So, if you haven’t noticed, I don’t much care for the www prefix on the worldwide web. As a matter of fact, I hate it. Orson Scott Card’s vision of the nets in his Ender series didn’t have it, and I see it as a way of “dumbing down” the web.
It has gotten so bad that my school, the U of U, can’t actually have a domain without www in front of it (which doesn’t say much for students). For example, instead of a simple http://umail.utah.edu, they have instituted and redirected it to http://www.umail.utah.edu. How IRRITATING? People just can’t grasp the idea that the ever-fabulous Intarnetweb can be used without a www prefix.
So, on EVERY site I work on, I am making it policy to remove the blasted www prefix. It’s easy to do in Apache with a simple .htaccess file. Here’s the code:
RewriteEngine On
RewriteBase /
RewriteCond %{HTTP_HOST} !^domain.com [NC]
RewriteRule ^(.*)$ http://domain.com%{REQUEST_URI} [R=301,L]
If you want to do something more tricky, say redirecting all inquiries over an SSL connection (like I did on treebroker.com), here is the code:
RewriteEngine On
RewriteCond %{HTTP_HOST} !^domain.com [NC]
RewriteRule ^(.*)$ https://domain.com%{REQUEST_URI} [R=301,L]
<ifmodule !mod_ssl.c>
Redirect permanent / https://domain.com/
</ifmodule>
I know it’s awful anal of me to feel this way, but ask me if care. What? Oh, no I certainly do NOT care.

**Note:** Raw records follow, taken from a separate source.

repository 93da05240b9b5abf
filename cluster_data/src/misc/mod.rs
pub mod parsing;
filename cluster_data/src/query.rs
//! Running the scheduler queries on the cluster head nodes.

use std::collections::HashSet;
use std::io::{BufRead, BufReader, Lines};
use std::iter;
use std::process::{Child, ChildStdout, Command, Stdio};

use chrono::NaiveDateTime;
use color_eyre::eyre::{eyre, Context as _};
use color_eyre::Result;
use tracing::{debug, info, instrument, warn};

use crate::cluster::{Cluster, ClusterRules};
use crate::node::parse_inventory;
use crate::schema::{JobField, NodeField, Schema};
use crate::session::{self, parse_sessions, Session};
use crate::{DEFAULT_SSH_OPTIONS, DEFAULT_SSH_PROGRAM};

pub type OutputLines = Box<dyn Iterator<Item = String>>;

/// Transport executing a shell command on a remote host.
pub trait RemoteShell {
    /// Start `command` on `host`. The returned lines are read lazily.
    fn exec(&self, host: &str, command: &str) -> Result<OutputLines>;
}

/// `ssh <options> <host> <command>`, blocking until the remote side is done.
#[derive(Debug, Clone, PartialEq, Eq)]
pub struct SshShell {
    pub program: String,
    pub options: Vec<String>,
}

impl Default for SshShell {
    fn default() -> Self {
        Self {
            program: DEFAULT_SSH_PROGRAM.to_owned(),
            options: DEFAULT_SSH_OPTIONS.map(str::to_owned).to_vec(),
        }
    }
}

impl RemoteShell for SshShell {
    fn exec(&self, host: &str, command: &str) -> Result<OutputLines> {
        debug!(host, command, "spawning {}", self.program);
        let mut child = Command::new(&self.program)
            .args(&self.options)
            .arg(host)
            .arg(command)
            .stdin(Stdio::null())
            .stdout(Stdio::piped())
            .spawn()
            .wrap_err_with(|| format!("spawning `{}` for {host}", self.program))?;
        let stdout = child
            .stdout
            .take()
            .ok_or_else(|| eyre!("no stdout handle for `{}`", self.program))?;

        Ok(Box::new(ChildLines {
            host: host.to_owned(),
            lines: Some(BufReader::new(stdout).lines()),
            child,
        }))
    }
}

/// Output lines of a spawned child, reaped when dropped.
struct ChildLines {
    host: String,
    lines: Option<Lines<BufReader<ChildStdout>>>,
    child: Child,
}

impl Iterator for ChildLines {
    type Item = String;

    fn next(&mut self) -> Option<String> {
        match self.lines.as_mut()?.next()? {
            Ok(line) => Some(line),
            Err(e) => {
                warn!(host = %self.host, "reading remote output failed: {e}");
                self.lines = None;
                None
            }
        }
    }
}

impl Drop for ChildLines {
    fn drop(&mut self) {
        // close our end first so a child blocked on a full pipe can exit
        self.lines = None;
        match self.child.wait() {
            Ok(status) if !status.success() => {
                warn!(host = %self.host, %status, "remote command failed")
            }
            Ok(_) => {}
            Err(e) => warn!(host = %self.host, "waiting for remote command: {e}"),
        }
    }
}

/// Run `command` on every host in order and chain the outputs. A host that cannot be reached
/// contributes whatever it printed, possibly nothing.
pub fn query_cluster<'a, S>(shell: &'a S, command: &'a str, hosts: &'a [String]) -> impl Iterator<Item = String> + 'a
where
    S: RemoteShell + ?Sized,
{
    hosts.iter().flat_map(move |host| -> OutputLines {
        match shell.exec(host, command) {
            Ok(lines) => lines,
            Err(e) => {
                warn!(%host, "querying host failed: {e:#}");
                Box::new(iter::empty())
            }
        }
    })
}

/// Everything that is asked of the head nodes in one run.
#[derive(Debug, Clone, PartialEq, Eq)]
pub struct ClusterQuery {
    pub hosts: Vec<String>,
    pub node_schema: Schema<NodeField>,
    pub job_schema: Schema<JobField>,
    /// grep pattern selecting interactive job steps in the process list
    pub session_filter: String,
}

impl ClusterQuery {
    pub fn inventory_command(&self) -> String {
        self.node_schema.command()
    }

    pub fn job_command(&self) -> String {
        self.job_schema.command()
    }

    pub fn session_command(&self) -> String {
        session::command(&self.session_filter)
    }

    /// Inventory, then interactive sessions, then the job queue.
    #[instrument(skip_all, fields(hosts = ?self.hosts))]
    pub fn collect<S>(&self, shell: &S, rules: ClusterRules, now: NaiveDateTime) -> Cluster
    where
        S: RemoteShell + ?Sized,
    {
        let inventory_command = self.inventory_command();
        let nodes = parse_inventory(query_cluster(shell, &inventory_command, &self.hosts), &self.node_schema);

        let session_command = self.session_command();
        let sessions: HashSet<Session> = parse_sessions(query_cluster(shell, &session_command, &self.hosts));

        let job_command = self.job_command();
        let mut cluster = Cluster::new(rules, nodes);
        cluster.read_jobs(
            query_cluster(shell, &job_command, &self.hosts),
            &self.job_schema,
            &sessions,
            now,
        );
        info!("cluster state collected");
        cluster
    }
}
mod cli;
mod config;
mod render;

use chrono::{Local, NaiveDateTime};
use clap::Parser;
use color_eyre::eyre::Context as _;
use color_eyre::Result;
use tracing::{info, instrument, Level};

use crate::cli::Args;
use crate::config::Settings;

fn main() -> Result<()> {
    color_eyre::install()?;
    let args = Args::parse();
    register_logging(args.log_level)?;

    let settings = Settings::new(&args.config).wrap_err("parsing config file")?;
    run(&settings, Local::now().naive_local())
}

#[instrument(skip_all, fields(output = ?settings.output_path))]
fn run(settings: &Settings, now: NaiveDateTime) -> Result<()> {
    let query = settings.query().wrap_err("invalid field schema")?;
    let cluster = query.collect(&settings.shell(), settings.rules(), now);

    let summary = cluster.summary();
    let page = render::page(&cluster, now, settings.refresh_seconds);
    render::write_report(&settings.output_path, page)?;

    info!(
        used = summary.total_used,
        total = summary.total_gpus,
        rate = summary.usage_rate,
        jobs = cluster.jobs().len(),
        "page written"
    );
    Ok(())
}

fn register_logging(level: Option<Level>) -> Result<()> {
    let subscriber = tracing_subscriber::FmtSubscriber::builder()
        .with_max_level(level.unwrap_or(Level::INFO))
        // stdout may be captured by cron
        .with_writer(std::io::stderr)
        .finish();

    tracing::subscriber::set_global_default(subscriber).wrap_err("setting default subscriber failed")
}
use std::path::PathBuf;

use clap::Parser;
use tracing::Level;

/// Render the GPU cluster usage page once and exit.
#[derive(Debug, Clone, PartialEq, Parser)]
pub struct Args {
    /// TOML settings file, optional
    #[arg(long, default_value = "dashboard.toml")]
    pub config: PathBuf,

    #[arg(long)]
    pub log_level: Option<Level>,
}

As I understand it, the www prefix was originally kind of a “marketing” thing to help people understand that the page was part of the “world wide web.” Of course, a little bit of education would have helped people understand that the Intarnetweb is not just about a simple web browser, but so it went.
So, help stamp out the www from the Internet by redirecting your pages with .htaccess or properly configuring Apache to not use the www prefix.